Start of Given records

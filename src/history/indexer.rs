//! Incremental history walker.
//!
//! Commits not yet in the index are processed on a bounded pool: each worker lists a
//! commit's changes, reads every changed blob and checksums it on the blocking pool. The
//! coordinator consumes finished commits strictly in visit order and records each one,
//! blobs and "indexed" mark together, in a single synchronous step. Stopping early
//! (a match was found, Ctrl-C, an error) drops commits still in flight, so the index never
//! holds a partially indexed commit.

use anyhow::{Context, Result};
use futures::StreamExt;

use crate::constants::{DEFAULT_CHECKPOINT_INTERVAL, DEFAULT_INDEX_WORKERS};
use crate::git::CommitInfo;
use crate::history::{BlobRecord, CacheIndex, CacheStore, HistoryBackend};
use crate::provenance::ChecksumAlgorithm;
use crate::utils::progress::ProgressBar;

/// Tuning for one indexing run.
#[derive(Debug, Clone, PartialEq, Eq)]
pub struct IndexerOptions {
    /// Commits processed concurrently
    pub workers: usize,
    /// Save the index after this many newly indexed commits; 0 disables checkpoints
    pub checkpoint_interval: usize,
    /// Stop cleanly on Ctrl-C
    pub handle_interrupts: bool,
    pub show_progress: bool,
}

impl Default for IndexerOptions {
    fn default() -> Self {
        Self {
            workers: DEFAULT_INDEX_WORKERS,
            checkpoint_interval: DEFAULT_CHECKPOINT_INTERVAL,
            handle_interrupts: false,
            show_progress: false,
        }
    }
}

/// What an indexing run did.
#[derive(Debug, Clone, Default, PartialEq, Eq)]
pub struct IndexOutcome {
    /// Commits newly recorded
    pub indexed: usize,
    /// Commits that were not yet indexed when the run started
    pub pending: usize,
    /// The stop condition ended the run
    pub stopped: bool,
    /// Ctrl-C ended the run
    pub interrupted: bool,
}

impl IndexOutcome {
    /// Whether every known commit is now indexed.
    #[must_use]
    pub fn exhausted(&self) -> bool {
        self.indexed == self.pending
    }
}

/// Walks history and feeds a [`CacheIndex`].
pub struct Indexer<B: HistoryBackend> {
    backend: B,
    options: IndexerOptions,
}

impl<B: HistoryBackend> Indexer<B> {
    pub fn new(backend: B, options: IndexerOptions) -> Self {
        Self {
            backend,
            options,
        }
    }

    #[must_use]
    pub fn backend(&self) -> &B {
        &self.backend
    }

    /// Index every commit not yet in `index`, visiting `hint` first when given.
    pub async fn index_new_commits(
        &self,
        index: &mut CacheIndex,
        hint: Option<&str>,
        store: Option<&CacheStore>,
    ) -> Result<IndexOutcome> {
        self.index_until(index, hint, store, |_, _| false).await
    }

    /// Index commits not yet in `index` until `stop` returns true for a recorded commit.
    ///
    /// `stop` sees each commit right after it was recorded, together with its blobs.
    /// Checkpoints are written to `store` every `checkpoint_interval` commits; if a commit
    /// fails, the progress made so far is saved before the error is returned.
    pub async fn index_until<P>(
        &self,
        index: &mut CacheIndex,
        hint: Option<&str>,
        store: Option<&CacheStore>,
        mut stop: P,
    ) -> Result<IndexOutcome>
    where
        P: FnMut(&CommitInfo, &[BlobRecord]) -> bool,
    {
        let pending = self.pending_commits(index, hint).await?;
        let mut outcome = IndexOutcome {
            pending: pending.len(),
            ..IndexOutcome::default()
        };
        if pending.is_empty() {
            tracing::debug!(target: "index", "All {} commits already indexed", index.commit_count());
            return Ok(outcome);
        }
        tracing::info!(target: "index", "Indexing {} new commit(s)", pending.len());

        let progress = if self.options.show_progress {
            ProgressBar::new(pending.len() as u64)
        } else {
            ProgressBar::hidden()
        };
        progress.set_prefix("Indexing");

        let algorithm = index.algorithm;
        let backend = &self.backend;
        let mut results = futures::stream::iter(pending.into_iter().map(|commit| async move {
            let blobs = index_commit(backend, &commit, algorithm).await;
            (commit, blobs)
        }))
        .buffered(self.options.workers.max(1));

        let interrupt = interrupt_signal(self.options.handle_interrupts);
        tokio::pin!(interrupt);

        loop {
            let next = tokio::select! {
                biased;
                () = &mut interrupt => {
                    tracing::warn!(target: "index", "Interrupted; discarding commits in progress");
                    outcome.interrupted = true;
                    break;
                }
                next = results.next() => next,
            };
            let Some((commit, blobs)) = next else {
                break;
            };

            let blobs = match blobs {
                Ok(blobs) => blobs,
                Err(e) => {
                    progress.finish_and_clear();
                    if let Some(store) = store {
                        store.save(index).await?;
                    }
                    return Err(e.context(format!("Failed to index commit {}", commit.short_id())));
                }
            };

            index.record_commit(&commit, &blobs);
            outcome.indexed += 1;
            progress.inc(1);
            progress.set_message(commit.short_id().to_string());
            tracing::trace!(target: "index", "Indexed {} ({} blobs)", commit.short_id(), blobs.len());

            if stop(&commit, &blobs) {
                outcome.stopped = true;
                break;
            }
            let interval = self.options.checkpoint_interval;
            if let Some(store) = store
                && interval > 0
                && outcome.indexed % interval == 0
            {
                tracing::debug!(target: "index", "Checkpoint after {} commits", outcome.indexed);
                store.save(index).await?;
            }
        }
        progress.finish_and_clear();

        tracing::info!(
            target: "index",
            "Indexed {} of {} new commit(s); {} commits in cache",
            outcome.indexed,
            outcome.pending,
            index.commit_count()
        );
        Ok(outcome)
    }

    /// Commits to visit, hint first, then oldest first.
    async fn pending_commits(&self, index: &CacheIndex, hint: Option<&str>) -> Result<Vec<CommitInfo>> {
        let mut pending: Vec<CommitInfo> = self
            .backend
            .list_commits()
            .await?
            .into_iter()
            .filter(|c| !index.is_indexed(&c.id))
            .collect();

        let Some(hint) = hint else {
            return Ok(pending);
        };
        match self.backend.resolve_commit(hint).await? {
            Some(id) => {
                if let Some(position) = pending.iter().position(|c| c.id == id) {
                    let commit = pending.remove(position);
                    pending.insert(0, commit);
                } else if !index.is_indexed(&id) {
                    tracing::warn!(target: "index", "Commit {} is not part of the scanned history", hint);
                }
            }
            None => {
                tracing::warn!(target: "index", "'{}' does not name a commit; scanning full history", hint);
            }
        }
        Ok(pending)
    }
}

/// Checksum every blob `commit` introduced.
async fn index_commit<B: HistoryBackend>(
    backend: &B,
    commit: &CommitInfo,
    algorithm: ChecksumAlgorithm,
) -> Result<Vec<BlobRecord>> {
    let changes = backend.list_changes(commit).await?;
    let mut blobs = Vec::with_capacity(changes.len());
    for change in changes {
        let content = backend.read_blob(&commit.id, &change.path).await?;
        let checksum = tokio::task::spawn_blocking(move || algorithm.digest(&content))
            .await
            .context("Checksum task failed")?;
        blobs.push(BlobRecord {
            path: change.path,
            checksum,
        });
    }
    Ok(blobs)
}

async fn interrupt_signal(enabled: bool) {
    if enabled && tokio::signal::ctrl_c().await.is_ok() {
        return;
    }
    std::future::pending::<()>().await;
}

#[cfg(test)]
mod tests {
    use super::*;
    use crate::history::memory::MemoryBackend;

    fn three_commits() -> (MemoryBackend, Vec<String>) {
        let backend = MemoryBackend::new();
        let ids = vec![
            backend.commit(&[("a.py", "A = 1\n")]),
            backend.commit(&[("b.py", "B = 1\n"), ("a.py", "A = 2\n")]),
            backend.commit(&[("c.py", "C = 1\n")]),
        ];
        (backend, ids)
    }

    #[tokio::test]
    async fn test_indexes_everything_once() {
        let (backend, ids) = three_commits();
        let indexer = Indexer::new(backend.clone(), IndexerOptions::default());
        let mut index = CacheIndex::new(ChecksumAlgorithm::Sha256);

        let outcome = indexer.index_new_commits(&mut index, None, None).await.unwrap();
        assert_eq!(outcome.indexed, 3);
        assert!(outcome.exhausted());
        assert!(ids.iter().all(|id| index.is_indexed(id)));
        let matches = index.matches(&ChecksumAlgorithm::Sha256.digest(b"A = 2\n"));
        assert_eq!(matches[0].commit, ids[1]);

        let before = backend.scanned();
        let outcome = indexer.index_new_commits(&mut index, None, None).await.unwrap();
        assert_eq!(outcome.indexed, 0);
        assert_eq!(backend.scanned(), before);
    }

    #[tokio::test]
    async fn test_hint_is_visited_first_and_stop_discards_the_rest() {
        let (backend, ids) = three_commits();
        let indexer = Indexer::new(
            backend,
            IndexerOptions {
                workers: 1,
                ..IndexerOptions::default()
            },
        );
        let mut index = CacheIndex::new(ChecksumAlgorithm::Sha256);

        let mut visited = Vec::new();
        let outcome = indexer
            .index_until(&mut index, Some(&ids[2]), None, |commit, _| {
                visited.push(commit.id.clone());
                visited.len() == 2
            })
            .await
            .unwrap();
        assert!(outcome.stopped);
        assert_eq!(visited, vec![ids[2].clone(), ids[0].clone()]);
        assert!(!index.is_indexed(&ids[1]));
        assert_eq!(index.commit_count(), 2);
    }

    #[tokio::test]
    async fn test_checkpoints_are_saved() {
        let (backend, _) = three_commits();
        let dir = tempfile::tempdir().unwrap();
        let store = CacheStore::new(dir.path().join("cache.json"), true);
        let indexer = Indexer::new(
            backend,
            IndexerOptions {
                checkpoint_interval: 2,
                ..IndexerOptions::default()
            },
        );
        let mut index = CacheIndex::new(ChecksumAlgorithm::Sha256);
        indexer.index_new_commits(&mut index, None, Some(&store)).await.unwrap();

        let saved = store.load(ChecksumAlgorithm::Sha256).await.unwrap();
        assert_eq!(saved.commit_count(), 2);
    }

    #[tokio::test]
    async fn test_failed_commit_keeps_earlier_progress_only() {
        let backend = MemoryBackend::new();
        let ids: Vec<String> = (1..=5).map(|n| backend.commit(&[("f.py", format!("F = {n}\n").as_str())])).collect();
        backend.fail_reads_at(&ids[2]);

        let dir = tempfile::tempdir().unwrap();
        let store = CacheStore::new(dir.path().join("cache.json"), true);
        let indexer = Indexer::new(
            backend,
            IndexerOptions {
                workers: 4,
                checkpoint_interval: 0,
                ..IndexerOptions::default()
            },
        );
        let mut index = CacheIndex::new(ChecksumAlgorithm::Sha256);

        let err = indexer.index_new_commits(&mut index, None, Some(&store)).await.unwrap_err();
        assert!(err.to_string().contains("Failed to index commit"));

        let mut indexed: Vec<&str> = index.commit_ids().collect();
        indexed.sort_unstable();
        assert_eq!(indexed, vec![ids[0].as_str(), ids[1].as_str()]);
        assert!(index.matches(&ChecksumAlgorithm::Sha256.digest(b"F = 4\n")).is_empty());

        let saved = store.load(ChecksumAlgorithm::Sha256).await.unwrap();
        let mut saved_ids: Vec<&str> = saved.commit_ids().collect();
        saved_ids.sort_unstable();
        assert_eq!(saved_ids, indexed);
    }

    #[tokio::test]
    async fn test_unknown_hint_falls_back_to_full_scan() {
        let (backend, _) = three_commits();
        let indexer = Indexer::new(backend, IndexerOptions::default());
        let mut index = CacheIndex::new(ChecksumAlgorithm::Sha256);
        let outcome = indexer.index_new_commits(&mut index, Some("zzz"), None).await.unwrap();
        assert_eq!(outcome.indexed, 3);
    }
}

End of Given records

§ Exercise objective
From the first line of the listing above to the line that contains "the index never", inclusive, restate every line word for word. Nothing else belongs in the answer.

§ Answer
filename src/history/indexer.rs
//! Incremental history walker.
//!
//! Commits not yet in the index are processed on a bounded pool: each worker lists a
//! commit's changes, reads every changed blob and checksums it on the blocking pool. The
//! coordinator consumes finished commits strictly in visit order and records each one,
//! blobs and "indexed" mark together, in a single synchronous step. Stopping early
//! (a match was found, Ctrl-C, an error) drops commits still in flight, so the index never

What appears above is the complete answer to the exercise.